## YOUR ASSIGNMENT
Only the lines from the one containing "exist after failure" through the end of the listing are to be transcribed, exactly and with both ends included.

## DATA UNDER STUDY
· · ·
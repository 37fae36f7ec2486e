use std::path::PathBuf;
use std::sync::Arc;
use std::time::Duration;

use crossbeam_channel::Receiver;
use iced::widget::image;
use iced::widget::{button, checkbox, column, container, pick_list, row, slider, text, Space};
use iced::{Element, Length, Subscription, Task, Theme};

use framesight_core::pipeline::cancel::CancelToken;
use framesight_core::pipeline::capture_session::SessionOutcome;
use framesight_core::shared::constants::DEFAULT_CAMERA_INDEX;
use framesight_core::shared::source::{Source, VIDEO_EXTENSIONS};

use crate::settings::{Appearance, Settings};
use crate::theme;
use crate::workers::capture_worker::{self, CaptureEvent, CaptureParams, ViewportFrame};
use crate::workers::model_cache::ModelCache;

const PROJECT_URL: &str = "https://github.com/framesight/framesight";

// ---------------------------------------------------------------------------
// Message
// ---------------------------------------------------------------------------

#[derive(Debug, Clone)]
pub enum Message {
    SelectFile,
    FileSelected(Option<PathBuf>),
    UseCamera,
    Start,
    Stop,
    Poll,
    ConfidenceChanged(u32),
    DrawLabelsChanged(bool),
    AppearanceChanged(Appearance),
    HighContrastChanged(bool),
    PollSystemTheme,
    OpenWebsite,
}

// ---------------------------------------------------------------------------
// App
// ---------------------------------------------------------------------------

enum RunState {
    Idle,
    Running {
        events: Receiver<CaptureEvent>,
        frames: Receiver<ViewportFrame>,
        cancel: CancelToken,
    },
}

pub struct App {
    settings: Settings,
    source: Option<Source>,
    run: RunState,
    status: String,
    viewport: Option<image::Handle>,
    model_cache: Arc<ModelCache>,
}

impl App {
    pub fn new() -> (Self, Task<Message>) {
        (
            Self {
                settings: Settings::load(),
                source: None,
                run: RunState::Idle,
                status: "Select a video file or camera to begin".to_string(),
                viewport: None,
                model_cache: ModelCache::new(),
            },
            Task::none(),
        )
    }

    pub fn update(&mut self, message: Message) -> Task<Message> {
        match message {
            Message::SelectFile => {
                return Task::perform(
                    async {
                        rfd::AsyncFileDialog::new()
                            .set_title("Select video file")
                            .add_filter("Video Files", VIDEO_EXTENSIONS)
                            .pick_file()
                            .await
                            .map(|h| h.path().to_path_buf())
                    },
                    Message::FileSelected,
                );
            }
            Message::FileSelected(Some(path)) => {
                self.status = format!("Selected {}", path.display());
                self.source = Some(Source::File(path));
            }
            Message::FileSelected(None) => {
                self.status = "File selection cancelled".to_string();
            }
            Message::UseCamera => {
                let source = Source::Device(DEFAULT_CAMERA_INDEX);
                self.status = format!("Selected {}", source.describe());
                self.source = Some(source);
            }
            Message::Start => {
                if matches!(self.run, RunState::Running { .. }) {
                    return Task::none();
                }
                let Some(source) = self.source.clone() else {
                    self.status = "No source selected".to_string();
                    return Task::none();
                };
                let (events, frames, cancel) = capture_worker::spawn(CaptureParams {
                    source,
                    confidence: self.settings.confidence,
                    draw_labels: self.settings.draw_labels,
                    model_cache: self.model_cache.clone(),
                });
                self.run = RunState::Running {
                    events,
                    frames,
                    cancel,
                };
                self.status = "Starting capture...".to_string();
            }
            Message::Stop => {
                if let RunState::Running { ref cancel, .. } = self.run {
                    cancel.cancel();
                    self.status = "Stopping...".to_string();
                }
            }
            Message::Poll => {
                self.poll_worker();
            }
            Message::ConfidenceChanged(val) => {
                self.settings.confidence = val;
                self.settings.save();
            }
            Message::DrawLabelsChanged(enabled) => {
                self.settings.draw_labels = enabled;
                self.settings.save();
            }
            Message::AppearanceChanged(appearance) => {
                self.settings.appearance = appearance;
                self.settings.save();
            }
            Message::HighContrastChanged(enabled) => {
                self.settings.high_contrast = enabled;
                self.settings.save();
            }
            Message::PollSystemTheme => {
                // Theme is resolved fresh in theme() on every render,
                // so just requesting a redraw is enough.
            }
            Message::OpenWebsite => {
                let _ = open::that(PROJECT_URL);
            }
        }
        Task::none()
    }

    /// Drain both worker channels. Keeps only the newest frame and applies
    /// any terminal event.
    fn poll_worker(&mut self) {
        let mut finished = None;
        if let RunState::Running {
            ref events,
            ref frames,
            ..
        } = self.run
        {
            let mut latest = None;
            while let Ok(frame) = frames.try_recv() {
                latest = Some(frame);
            }
            if let Some(frame) = latest {
                self.status = format!("Capturing {}x{}", frame.width, frame.height);
                self.viewport = Some(image::Handle::from_rgba(
                    frame.width,
                    frame.height,
                    frame.rgba,
                ));
            }

            while let Ok(event) = events.try_recv() {
                match event {
                    CaptureEvent::DownloadProgress(dl, total) => {
                        self.status = if total > 0 {
                            format!("Downloading model... {}%", dl * 100 / total)
                        } else {
                            format!("Downloading model... {dl} bytes")
                        };
                    }
                    CaptureEvent::Finished(report) => {
                        finished = Some(match report.outcome {
                            SessionOutcome::Ended => format!(
                                "Stream ended: {} frames, {} detections",
                                report.frames_read, report.detections
                            ),
                            SessionOutcome::Stopped => {
                                format!("Stopped after {} frames", report.frames_read)
                            }
                        });
                    }
                    CaptureEvent::Error(e) => finished = Some(format!("Error: {e}")),
                    CaptureEvent::Cancelled => finished = Some("Stopped".to_string()),
                }
            }
        }
        if let Some(status) = finished {
            self.status = status;
            self.run = RunState::Idle;
        }
    }

    pub fn view(&self) -> Element<'_, Message> {
        let running = matches!(self.run, RunState::Running { .. });

        let source_label = match self.source {
            Some(ref source) => source.describe(),
            None => "No source selected".to_string(),
        };

        let run_button = if running {
            button(text("Stop").size(14))
                .on_press(Message::Stop)
                .style(button::danger)
                .padding([8, 24])
        } else {
            button(text("Start").size(14))
                .on_press(Message::Start)
                .style(button::primary)
                .padding([8, 24])
        };

        let controls = row![
            button(text("Open Video...").size(13)).on_press(Message::SelectFile),
            button(text("Use Camera").size(13)).on_press(Message::UseCamera),
            text(source_label).size(13),
            Space::new().width(Length::Fill),
            run_button,
        ]
        .spacing(12)
        .align_y(iced::Alignment::Center);

        let viewport: Element<'_, Message> = match self.viewport {
            Some(ref handle) => image(handle.clone())
                .width(Length::Fill)
                .height(Length::Fill)
                .content_fit(iced::ContentFit::Contain)
                .into(),
            None => text("No video").size(16).into(),
        };
        let viewport = container(viewport)
            .width(Length::Fill)
            .height(Length::Fill)
            .center_x(Length::Fill)
            .center_y(Length::Fill);

        let settings_bar = row![
            text("Confidence").size(13),
            slider(0..=100u32, self.settings.confidence, Message::ConfidenceChanged).width(140),
            text(format!("{}%", self.settings.confidence)).size(13),
            checkbox(self.settings.draw_labels)
                .label("Labels")
                .on_toggle(Message::DrawLabelsChanged)
                .text_size(13),
            pick_list(Appearance::ALL, Some(self.settings.appearance), |a| {
                Message::AppearanceChanged(a)
            })
            .text_size(13),
            checkbox(self.settings.high_contrast)
                .label("High contrast")
                .on_toggle(Message::HighContrastChanged)
                .text_size(13),
        ]
        .spacing(12)
        .align_y(iced::Alignment::Center);

        let status_bar = row![
            text(&self.status).size(12),
            Space::new().width(Length::Fill),
            button(text("framesight on GitHub").size(11))
                .on_press(Message::OpenWebsite)
                .style(button::text),
        ]
        .align_y(iced::Alignment::Center);

        column![controls, viewport, settings_bar, status_bar]
            .spacing(12)
            .padding(16)
            .height(Length::Fill)
            .into()
    }

    pub fn theme(&self) -> Theme {
        theme::resolve_theme(self.settings.appearance, self.settings.high_contrast)
    }

    pub fn subscription(&self) -> Subscription<Message> {
        let mut subs = Vec::new();
        if matches!(self.run, RunState::Running { .. }) {
            subs.push(iced::time::every(Duration::from_millis(33)).map(|_| Message::Poll));
            subs.push(iced::keyboard::listen().filter_map(|event| match event {
                iced::keyboard::Event::KeyPressed {
                    key: iced::keyboard::Key::Named(iced::keyboard::key::Named::Escape),
                    ..
                } => Some(Message::Stop),
                _ => None,
            }));
        }
        if self.settings.appearance == Appearance::System {
            subs.push(iced::time::every(Duration::from_secs(2)).map(|_| Message::PollSystemTheme));
        }
        Subscription::batch(subs)
    }
}
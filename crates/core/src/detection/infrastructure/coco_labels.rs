/// The 80 COCO class names, in model output order.
pub const COCO_LABELS: &[&str] = &[
    "person",
    "bicycle",
    "car",
    "motorcycle",
    "airplane",
    "bus",
    "train",
    "truck",
    "boat",
    "traffic light",
    "fire hydrant",
    "stop sign",
    "parking meter",
    "bench",
    "bird",
    "cat",
    "dog",
    "horse",
    "sheep",
    "cow",
    "elephant",
    "bear",
    "zebra",
    "giraffe",
    "backpack",
    "umbrella",
    "handbag",
    "tie",
    "suitcase",
    "frisbee",
    "skis",
    "snowboard",
    "sports ball",
    "kite",
    "baseball bat",
    "baseball glove",
    "skateboard",
    "surfboard",
    "tennis racket",
    "bottle",
    "wine glass",
    "cup",
    "fork",
    "knife",
    "spoon",
    "bowl",
    "banana",
    "apple",
    "sandwich",
    "orange",
    "broccoli",
    "carrot",
    "hot dog",
    "pizza",
    "donut",
    "cake",
    "chair",
    "couch",
    "potted plant",
    "bed",
    "dining table",
    "toilet",
    "tv",
    "laptop",
    "mouse",
    "remote",
    "keyboard",
    "cell phone",
    "microwave",
    "oven",
    "toaster",
    "sink",
    "refrigerator",
    "book",
    "clock",
    "vase",
    "scissors",
    "teddy bear",
    "hair drier",
    "toothbrush",
];

/// Class name for a model class id. Total: out-of-range ids map to
/// `"object"` rather than failing, so a model with extra classes still
/// renders something sensible.
pub fn label(class_id: usize) -> &'static str {
    COCO_LABELS.get(class_id).copied().unwrap_or("object")
}

#[cfg(test)]
mod tests {
    use super::*;

    #[test]
    fn test_eighty_classes() {
        assert_eq!(COCO_LABELS.len(), 80);
    }

    #[test]
    fn test_known_labels() {
        assert_eq!(label(0), "person");
        assert_eq!(label(2), "car");
        assert_eq!(label(79), "toothbrush");
    }

    #[test]
    fn test_out_of_range_is_object() {
        assert_eq!(label(80), "object");
        assert_eq!(label(usize::MAX), "object");
    }
}
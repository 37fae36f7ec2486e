use std::fs;
use std::io::Write;
use std::path::{Path, PathBuf};

use thiserror::Error;

#[derive(Error, Debug)]
pub enum ModelResolveError {
    #[error("failed to create cache directory: {0}")]
    CacheDir(#[source] std::io::Error),
    #[error("download failed for {url}: {source}")]
    Download {
        url: String,
        #[source]
        source: reqwest::Error,
    },
    #[error("failed to write model to {path}: {source}")]
    Write {
        path: PathBuf,
        #[source]
        source: std::io::Error,
    },
    #[error("could not determine cache directory")]
    NoCacheDir,
}

/// Progress callback: `(bytes_downloaded, total_bytes)`.
/// `total_bytes` is 0 if the server didn't provide Content-Length.
pub type ProgressFn = Box<dyn Fn(u64, u64) + Send>;

/// Resolve a model file by name, checking cache locations before downloading.
///
/// Resolution order:
/// 1. User cache directory (platform-specific)
/// 2. Bundled path (for development / pre-packaged installs)
/// 3. Download from URL to cache
pub fn resolve(
    name: &str,
    url: &str,
    bundled_dir: Option<&Path>,
    progress: Option<ProgressFn>,
) -> Result<PathBuf, ModelResolveError> {
    let cache_dir = model_cache_dir()?;
    let cached_path = cache_dir.join(name);
    if cached_path.exists() {
        return Ok(cached_path);
    }

    if let Some(dir) = bundled_dir {
        let bundled_path = dir.join(name);
        if bundled_path.exists() {
            return Ok(bundled_path);
        }
    }

    fs::create_dir_all(&cache_dir).map_err(ModelResolveError::CacheDir)?;
    download(url, &cached_path, progress)?;
    Ok(cached_path)
}

/// Platform-specific model cache directory.
///
/// - macOS: `~/Library/Application Support/Framesight/models/`
/// - Linux: `$XDG_CACHE_HOME/Framesight/models/` or `~/.cache/Framesight/models/`
/// - Windows: `%LOCALAPPDATA%/Framesight/models/`
pub fn model_cache_dir() -> Result<PathBuf, ModelResolveError> {
    #[cfg(target_os = "macos")]
    {
        dirs::data_dir()
            .map(|d| d.join("Framesight").join("models"))
            .ok_or(ModelResolveError::NoCacheDir)
    }
    #[cfg(not(target_os = "macos"))]
    {
        dirs::cache_dir()
            .map(|d| d.join("Framesight").join("models"))
            .ok_or(ModelResolveError::NoCacheDir)
    }
}

fn download(url: &str, dest: &Path, progress: Option<ProgressFn>) -> Result<(), ModelResolveError> {
    let response = reqwest::blocking::get(url).map_err(|e| ModelResolveError::Download {
        url: url.to_string(),
        source: e,
    })?;

    let total = response.content_length().unwrap_or(0);
    let mut downloaded: u64 = 0;

    // Write to a temp file first, then rename for atomicity
    let temp_path = dest.with_extension("part");
    let mut file = fs::File::create(&temp_path).map_err(|e| ModelResolveError::Write {
        path: temp_path.clone(),
        source: e,
    })?;

    let bytes = response.bytes().map_err(|e| {
        let _ = fs::remove_file(&temp_path);
        ModelResolveError::Download {
            url: url.to_string(),
            source: e,
        }
    })?;

    // Report progress in chunks to avoid excessive callbacks
    let chunk_size = 1024 * 1024; // 1MB
    for chunk in bytes.chunks(chunk_size) {
        file.write_all(chunk)
            .map_err(|e| ModelResolveError::Write {
                path: temp_path.clone(),
                source: e,
            })?;
        downloaded += chunk.len() as u64;
        if let Some(ref cb) = progress {
            cb(downloaded, total);
        }
    }

    file.flush().map_err(|e| ModelResolveError::Write {
        path: temp_path.clone(),
        source: e,
    })?;
    drop(file);

    fs::rename(&temp_path, dest).map_err(|e| ModelResolveError::Write {
        path: dest.to_path_buf(),
        source: e,
    })?;

    log::info!("Downloaded model to {}", dest.display());
    Ok(())
}

#[cfg(test)]
mod tests {
    use super::*;
    use tempfile::TempDir;

    #[test]
    fn test_bundled_dir_hit_skips_download() {
        let tmp = TempDir::new().unwrap();
        let bundled = tmp.path().join("test_model.onnx");
        fs::write(&bundled, b"model bytes").unwrap();

        // Bundled file exists, so resolve must return it without touching
        // the network (the URL is unreachable on purpose).
        let result = resolve(
            "test_model.onnx",
            "http://invalid.nonexistent.example.com/model",
            Some(tmp.path()),
            None,
        );
        // The user cache may already contain the name on a developer machine;
        // either way the result must be a real file.
        let path = result.unwrap();
        assert!(path.exists());
    }

    #[test]
    fn test_bundled_dir_miss_is_not_returned() {
        let tmp = TempDir::new().unwrap();
        let missing_path = tmp.path().join("missing").join("test_model.onnx");
        assert!(!missing_path.exists());
    }

    #[test]
    fn test_model_cache_dir_returns_path() {
        let dir = model_cache_dir();
        assert!(dir.is_ok());
        let path = dir.unwrap();
        assert!(path.to_string_lossy().contains("Framesight"));
        assert!(path.to_string_lossy().contains("models"));
    }

    #[test]
    fn test_download_to_file() {
        // Skip in CI — requires network access
        if std::env::var("CI").is_ok() {
            return;
        }
        let tmp = TempDir::new().unwrap();
        let dest = tmp.path().join("robots.txt");

        let progress_called = std::sync::Arc::new(std::sync::atomic::AtomicBool::new(false));
        let flag = progress_called.clone();

        let result = download(
            "https://www.google.com/robots.txt",
            &dest,
            Some(Box::new(move |_downloaded, _total| {
                flag.store(true, std::sync::atomic::Ordering::Relaxed);
            })),
        );
        assert!(result.is_ok(), "download failed: {:?}", result.err());
        assert!(dest.exists());
        assert!(!fs::read(&dest).unwrap().is_empty());
        assert!(progress_called.load(std::sync::atomic::Ordering::Relaxed));
    }

    #[test]
    fn test_download_invalid_url_returns_error() {
        let tmp = TempDir::new().unwrap();
        let dest = tmp.path().join("model.onnx");
        let result = download("http://invalid.nonexistent.example.com/model", &dest, None);
        assert!(result.is_err());
    }

    #[test]
    fn test_download_atomic_no_partial_on_failure() {
        let tmp = TempDir::new().unwrap();
        let dest = tmp.path().join("model.onnx");
        let _ = download("http://invalid.nonexistent.example.com/model", &dest, None);
        // Neither the dest nor the .part file should exist after failure
        assert!(!dest.exists());
        assert!(!dest.with_extension("part").exists());
    }
}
· · ·
## SOLUTION FOR THIS TASK
        // Neither the dest nor the .part file should exist after failure
        assert!(!dest.exists());
        assert!(!dest.with_extension("part").exists());
    }
}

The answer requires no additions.